Task item:
Line count for "fallback": report how many lines in this material hold that string, with the number alone as the answer.

Exercise input:
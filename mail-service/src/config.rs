use crate::logger::Logger;
use anyhow::{Result, anyhow};
use std::{env, time::Duration};

const DEFAULT_PORT: u16 = 5000;
const DEFAULT_SMTP_PORT: u16 = 587;
const DEFAULT_REQUEST_TIMEOUT_MS: i64 = 10_000;

#[derive(Clone, Debug)]
pub struct Config {
    pub port: u16,
    pub request_timeout: Duration,
    pub allow_origins: Vec<String>,
    pub smtp: SmtpConfig,
}

#[derive(Clone, Debug)]
pub struct SmtpConfig {
    pub host: String,
    pub port: u16,
    pub username: String,
    pub password: String,
    pub starttls: bool,
    pub from_address: String,
    pub to_address: String,
}

impl Config {
    pub fn load(logger: &Logger) -> Result<Self> {
        Self::from_lookup(|key| env::var(key).ok(), logger)
    }

    /// Builds the config from any key lookup; `load` passes the process env.
    pub fn from_lookup(lookup: impl Fn(&str) -> Option<String>, logger: &Logger) -> Result<Self> {
        let port = parse_port(lookup("PORT"), DEFAULT_PORT);
        let request_timeout = Duration::from_millis(parse_positive_int(
            lookup("REQUEST_TIMEOUT_MS"),
            DEFAULT_REQUEST_TIMEOUT_MS,
        ) as u64);
        let allow_origins = split_list(lookup("CORS_ALLOW_ORIGINS"));
        if allow_origins.is_empty() {
            logger.warn(
                "config.cors_open",
                serde_json::json!({ "message": "CORS_ALLOW_ORIGINS empty; every origin is allowed" }),
            );
        }

        let username = read_required(&lookup, "SMTP_USERNAME")?;
        let password = read_required(&lookup, "SMTP_PASSWORD")?;
        let from_address = non_empty(lookup("MAIL_FROM")).unwrap_or_else(|| username.clone());
        let smtp = SmtpConfig {
            host: read_required(&lookup, "SMTP_HOST")?,
            port: parse_port(lookup("SMTP_PORT"), DEFAULT_SMTP_PORT),
            username,
            password,
            starttls: parse_bool(lookup("SMTP_STARTTLS"), true),
            from_address,
            to_address: read_required(&lookup, "MAIL_TO")?,
        };

        Ok(Self {
            port,
            request_timeout,
            allow_origins,
            smtp,
        })
    }
}

fn non_empty(value: Option<String>) -> Option<String> {
    value
        .map(|raw| raw.trim().to_string())
        .filter(|value| !value.is_empty())
}

fn read_required(lookup: &impl Fn(&str) -> Option<String>, key: &str) -> Result<String> {
    non_empty(lookup(key)).ok_or_else(|| anyhow!("{key} must be set and non-empty"))
}

fn parse_port(value: Option<String>, fallback: u16) -> u16 {
    value
        .and_then(|raw| raw.trim().parse::<u16>().ok())
        .filter(|value| *value > 0)
        .unwrap_or(fallback)
}

fn parse_positive_int(value: Option<String>, fallback: i64) -> i64 {
    value
        .and_then(|raw| raw.trim().parse::<i64>().ok())
        .filter(|value| *value > 0)
        .unwrap_or(fallback)
}

fn parse_bool(value: Option<String>, fallback: bool) -> bool {
    match value.map(|raw| raw.trim().to_lowercase()).as_deref() {
        Some("true" | "1" | "yes" | "y") => true,
        Some("false" | "0" | "no" | "n") => false,
        _ => fallback,
    }
}

fn split_list(value: Option<String>) -> Vec<String> {
    value
        .map(|raw| {
            raw.split(',')
                .map(|item| item.trim().to_string())
                .filter(|item| !item.is_empty())
                .collect()
        })
        .unwrap_or_default()
}

#[cfg(test)]
mod tests {
    use super::*;
    use std::collections::HashMap;

    fn lookup(pairs: &[(&str, &str)]) -> impl Fn(&str) -> Option<String> {
        let map: HashMap<String, String> = pairs
            .iter()
            .map(|(key, value)| (key.to_string(), value.to_string()))
            .collect();
        move |key| map.get(key).cloned()
    }

    const REQUIRED: [(&str, &str); 4] = [
        ("SMTP_HOST", "smtp.example.com"),
        ("SMTP_USERNAME", "mailer@example.com"),
        ("SMTP_PASSWORD", "app-password"),
        ("MAIL_TO", "owner@example.com"),
    ];

    #[test]
    fn defaults_fill_optional_keys() {
        let config = Config::from_lookup(lookup(&REQUIRED), &Logger::new("test")).unwrap();
        assert_eq!(config.port, 5000);
        assert_eq!(config.request_timeout, Duration::from_secs(10));
        assert!(config.allow_origins.is_empty());
        assert_eq!(config.smtp.port, 587);
        assert!(config.smtp.starttls);
        assert_eq!(config.smtp.from_address, "mailer@example.com");
    }

    #[test]
    fn missing_recipient_is_rejected() {
        let pairs: Vec<(&str, &str)> = REQUIRED
            .iter()
            .copied()
            .filter(|(key, _)| *key != "MAIL_TO")
            .collect();
        let err = Config::from_lookup(lookup(&pairs), &Logger::new("test")).unwrap_err();
        assert!(err.to_string().contains("MAIL_TO"));
    }

    #[test]
    fn overrides_are_parsed() {
        let mut pairs = REQUIRED.to_vec();
        pairs.extend([
            ("PORT", "8081"),
            ("SMTP_PORT", "465"),
            ("SMTP_STARTTLS", "no"),
            ("MAIL_FROM", "site@example.com"),
            ("CORS_ALLOW_ORIGINS", "https://a.test, ,https://b.test"),
            ("REQUEST_TIMEOUT_MS", "-4"),
        ]);
        let config = Config::from_lookup(lookup(&pairs), &Logger::new("test")).unwrap();
        assert_eq!(config.port, 8081);
        assert_eq!(config.smtp.port, 465);
        assert!(!config.smtp.starttls);
        assert_eq!(config.smtp.from_address, "site@example.com");
        assert_eq!(config.allow_origins, ["https://a.test", "https://b.test"]);
        assert_eq!(config.request_timeout, Duration::from_secs(10));
    }
}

Result:
6